The shot amount calculator 13 uses the formula (2) above to calculate a variation in color material distribution for achieving the target penetration and a penetrant amount for causing that variation in color material distribution.
The shot amount calculator 13 uses the color material amounts and the penetrant amount to calculate ink amounts and a penetrant amount to be shot from the head units of the first print head 9 and the second print head 10 in step S13.

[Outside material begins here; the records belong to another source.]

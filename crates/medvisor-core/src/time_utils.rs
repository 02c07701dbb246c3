use chrono::{DateTime, Duration, NaiveDate, NaiveDateTime, TimeZone, Utc};
use tracing::debug;

/// Length of one KPI comparison window.
pub const PERIOD_DAYS: i64 = 30;

/// Parse a date-of-service string into a UTC instant.
///
/// Handles RFC 3339 (including the `Z` suffix), ISO date-times with or
/// without fractional seconds, plain `YYYY-MM-DD` dates and US `MM/DD/YYYY`
/// dates.  Date-only values resolve to midnight UTC.  Returns `None` for
/// empty or unrecognised strings.
pub fn parse_service_date(s: &str) -> Option<DateTime<Utc>> {
    let s = s.trim();
    if s.is_empty() {
        return None;
    }

    if let Ok(dt) = DateTime::parse_from_rfc3339(s) {
        return Some(dt.with_timezone(&Utc));
    }

    const DATETIME_FORMATS: &[&str] = &[
        "%Y-%m-%dT%H:%M:%S%.f",
        "%Y-%m-%dT%H:%M:%S",
        "%Y-%m-%d %H:%M:%S%.f",
        "%Y-%m-%d %H:%M:%S",
        "%m/%d/%Y %H:%M:%S",
    ];
    for fmt in DATETIME_FORMATS {
        if let Ok(naive) = NaiveDateTime::parse_from_str(s, fmt) {
            return Some(Utc.from_utc_datetime(&naive));
        }
    }

    const DATE_FORMATS: &[&str] = &["%Y-%m-%d", "%m/%d/%Y"];
    for fmt in DATE_FORMATS {
        if let Ok(date) = NaiveDate::parse_from_str(s, fmt) {
            let naive = date.and_hms_opt(0, 0, 0)?;
            return Some(Utc.from_utc_datetime(&naive));
        }
    }

    debug!("could not parse date of service \"{}\"", s);
    None
}

/// Three-letter English month abbreviation for `dt`, e.g. `"Jan"`.
pub fn month_label(dt: DateTime<Utc>) -> String {
    dt.format("%b").to_string()
}

/// The two comparison windows anchored at a given "now".
///
/// * current  = `[now - 30d, now]`
/// * previous = `[now - 60d, now - 30d)`
#[derive(Debug, Clone, Copy, PartialEq, Eq)]
pub struct PeriodWindows {
    pub now: DateTime<Utc>,
    pub current_start: DateTime<Utc>,
    pub previous_start: DateTime<Utc>,
}

impl PeriodWindows {
    pub fn ending_at(now: DateTime<Utc>) -> Self {
        let current_start = now - Duration::days(PERIOD_DAYS);
        Self {
            now,
            current_start,
            previous_start: current_start - Duration::days(PERIOD_DAYS),
        }
    }

    pub fn in_current(&self, dt: DateTime<Utc>) -> bool {
        dt >= self.current_start && dt <= self.now
    }

    pub fn in_previous(&self, dt: DateTime<Utc>) -> bool {
        dt >= self.previous_start && dt < self.current_start
    }
}

// ── Tests ─────────────────────────────────────────────────────────────────────

#[cfg(test)]
mod tests {
    use super::*;

    #[test]
    fn test_parse_plain_date_is_midnight_utc() {
        let dt = parse_service_date("2024-01-15").unwrap();
        assert_eq!(dt, Utc.with_ymd_and_hms(2024, 1, 15, 0, 0, 0).unwrap());
    }

    #[test]
    fn test_parse_rfc3339_with_offset() {
        let dt = parse_service_date("2024-01-15T10:30:00+02:00").unwrap();
        assert_eq!(dt, Utc.with_ymd_and_hms(2024, 1, 15, 8, 30, 0).unwrap());
    }

    #[test]
    fn test_parse_z_suffix() {
        let dt = parse_service_date("2024-03-01T00:00:00Z").unwrap();
        assert_eq!(dt, Utc.with_ymd_and_hms(2024, 3, 1, 0, 0, 0).unwrap());
    }

    #[test]
    fn test_parse_naive_datetime_and_us_date() {
        assert_eq!(
            parse_service_date("2024-01-15 12:00:00").unwrap(),
            Utc.with_ymd_and_hms(2024, 1, 15, 12, 0, 0).unwrap()
        );
        assert_eq!(
            parse_service_date("01/15/2024").unwrap(),
            Utc.with_ymd_and_hms(2024, 1, 15, 0, 0, 0).unwrap()
        );
    }

    #[test]
    fn test_parse_rejects_garbage() {
        assert!(parse_service_date("").is_none());
        assert!(parse_service_date("   ").is_none());
        assert!(parse_service_date("yesterday").is_none());
        assert!(parse_service_date("2024-13-45").is_none());
    }

    #[test]
    fn test_month_label() {
        let dt = Utc.with_ymd_and_hms(2024, 9, 3, 0, 0, 0).unwrap();
        assert_eq!(month_label(dt), "Sep");
    }

    #[test]
    fn test_period_windows_boundaries() {
        let now = Utc.with_ymd_and_hms(2024, 6, 30, 12, 0, 0).unwrap();
        let w = PeriodWindows::ending_at(now);

        assert!(w.in_current(now));
        assert!(w.in_current(w.current_start));
        assert!(!w.in_previous(w.current_start));
        assert!(w.in_previous(w.previous_start));
        assert!(!w.in_current(now + Duration::seconds(1)));
        assert!(!w.in_previous(w.previous_start - Duration::seconds(1)));
    }
}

In associated operation with the transport of the print medium P, two colors of ink and the penetrant are shot at individual pixel positions in given amounts, and then the printed medium P is allowed to dry, followed by heating and alkaline cleaning (color development treatment) to achieve color development in the print medium P in step S14. After the color development treatment, the light reflection properties at the individual pixel positions are measured on the obverse and the reverse sides of the print medium P to verify the color development and penetration of the color materials in step S15. In the following step S16, those measurements are checked to determine whether they are within an allowable range of the target value; the printing on the print medium P is terminated when they are within an allowable range. When the measurements are outside of the target value, the process returns to step S13 for the shot amount calculator 13 to correct the calculation parameters used in the formulae (1) to (3) and work out fresh ink and penetrant amounts to be shot, repeating the same shot until the measurements of the light reflection property fall within the allowable range of the target value. These steps improve the accuracy of the shot amount calculator 13.
According to the embodiment 2, the shot amount calculator 13 controls the penetration distributions of the color materials in the thickness direction of the print medium P, even where two colors of ink are mixed, by means of the two colors of ink and the penetrant shot from the first print head 9 and the second print head 10 respectively disposed on the obverse and reverse sides of the print medium P, thus inhibiting uneven color material distribution in the thickness direction of the print medium P from occurring.
Achieving a target color development by mixing two or more colors of ink as with the embodiment 2 requires more than one printing step to be taken. The change that will be caused by the Nth printing in color material distribution can be known from the penetrant amount, the color material amount, and the color material distribution in the immediately preceding (N−1)th printing and the penetrant amount and the color material amount in the Nth printing. Once the conditions of the printing steps are determined, the color material amounts as finally printed and the distribution characteristics can be obtained by calculation without carrying out printing.
Actually, an optimization technique is preferably used to find controlled variables equivalent to the target value, wherein the objective function is a color development characteristic (color development and color material distributions in the print medium) that is to be finally achieved, and the controlled variables are the penetrant amount and the color material amounts in each printing step. The optimization calculation may be performed using known methods including linear programming, successive approximation, and genetic method.
The above methods permit obtaining penetrant and ink amounts to be shot in each printing step for achieving a target color development (color development and color material distribution in a print medium). Among the image information entered through the data input unit calculation of information related to a typical target color development chromaticity may be omitted by previously obtaining the penetrant shot amount and the ink shot amount.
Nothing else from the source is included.